ロサンゼルスのエージェンシー、72アンドサニー(72andSunny)では、創業当初から「無制限っぽい」有給休暇制度(常識の範囲内ならば、いくら有給を取得しても良い制度)を管理職以上の役職を対象に実施してきた。これは、上級社員たちの方が若手社員と比べ仕事量が多く、家族行事も多いことが理由だ。

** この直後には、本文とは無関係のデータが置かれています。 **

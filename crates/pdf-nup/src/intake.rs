//! Upload intake: validation and page counting before a document enters the session

use crate::compose::load_document;
use crate::constants::{MAX_UPLOAD_BYTES, PDF_HEADER};
use crate::types::*;

/// Reject uploads that are not PDFs or exceed the size limit.
///
/// A file counts as a PDF when its name ends in `.pdf` (any case) or its
/// content starts with the `%PDF-` signature.
pub fn validate_upload(file_name: &str, bytes: &[u8]) -> Result<()> {
    let named_pdf = file_name.to_ascii_lowercase().ends_with(".pdf");
    if !named_pdf && !bytes.starts_with(PDF_HEADER) {
        return Err(UploadRejection::NotPdf.into());
    }

    if bytes.len() > MAX_UPLOAD_BYTES {
        return Err(UploadRejection::TooLarge {
            size: bytes.len(),
            limit: MAX_UPLOAD_BYTES,
        }
        .into());
    }

    Ok(())
}

/// Validate an upload, parse it, and package it as the working document
pub fn accept_upload(file_name: &str, bytes: impl Into<Vec<u8>>) -> Result<WorkingDocument> {
    let bytes = bytes.into();
    validate_upload(file_name, &bytes)?;

    let page_count = load_document(&bytes)?.get_pages().len();
    if page_count == 0 {
        return Err(NupError::NoPages);
    }

    log::info!(
        "Accepted {} ({}, {} page(s))",
        file_name,
        format_file_size(bytes.len()),
        page_count
    );
    Ok(WorkingDocument::new(bytes, file_name, page_count))
}

/// Human-readable size: `512 B`, `1.5 KB`, `3.2 MB`
pub fn format_file_size(bytes: usize) -> String {
    const KB: usize = 1024;
    const MB: usize = 1024 * 1024;

    if bytes < KB {
        format!("{} B", bytes)
    } else if bytes < MB {
        format!("{:.1} KB", bytes as f64 / KB as f64)
    } else {
        format!("{:.1} MB", bytes as f64 / MB as f64)
    }
}

#[cfg(test)]
mod tests {
    use super::*;

    #[test]
    fn test_format_file_size() {
        assert_eq!(format_file_size(512), "512 B");
        assert_eq!(format_file_size(1536), "1.5 KB");
        assert_eq!(format_file_size(5 * 1024 * 1024), "5.0 MB");
    }
}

この有給休暇制度をすべての社員を対象にする際、人事部長であるセデフ・オナー氏は上級社員たちが怒りださないかと、心配したという。なぜなら、この有給休暇制度は上級社員たちが長年勤めることで得た特典だからだ。「無制限有給休暇制度は社員への信頼が基になっていて、管理することを基に考えていない。社員全員が気に入っている」と、オナー氏は話してくれた。
「社員を信頼することは素晴らしい」
しかし、同じ企業内でも制度が異なる場合もある。エージェンシー、TBWA\シャイアット\デイ(TBWA\CHIAT\DAY)のロサンゼルス支社には、「有給取り放題」制度があるが、ニューヨーク支社にはない。支社ごとに有給休暇制度が異なっているのだ。
広報担当官によると、「支社が判断している」という。同社のロサンゼルス支社は、Netflixにならい、「有給取り放題」制度を選択した。ロサンゼルス支社に勤めるクリエイティブディレクターのリズ・レヴィー氏は、昨年とは比べられないほどの有給を取得しているが、この有給休暇制度のおかげで想像力や独創力が養えているという。「最高の創作意欲は、オフィスでは出てこない」と、彼女はコメントしている。
最終的には、「期限付きの有給休暇制度」が和解案として生まれるかもしれない。米ニューヨークのデジタルエージェンシー、ワーク&コー(Work&Co.)も「有給取り放題」制度の導入は見送っている。その代わり、有給休暇を20日間に設定し、さらにクリスマスの1週間を休みにするとした。
「社員たちを信頼することは素晴らしいし、私たちもそうしたい」と、人事部長であるケイトリン・リリー氏はコメントした。「しかし、私たちは全社員に休暇を取ってもらいたいと考えている。だからこそ、無制限の有給休暇制度を導入しなかった」。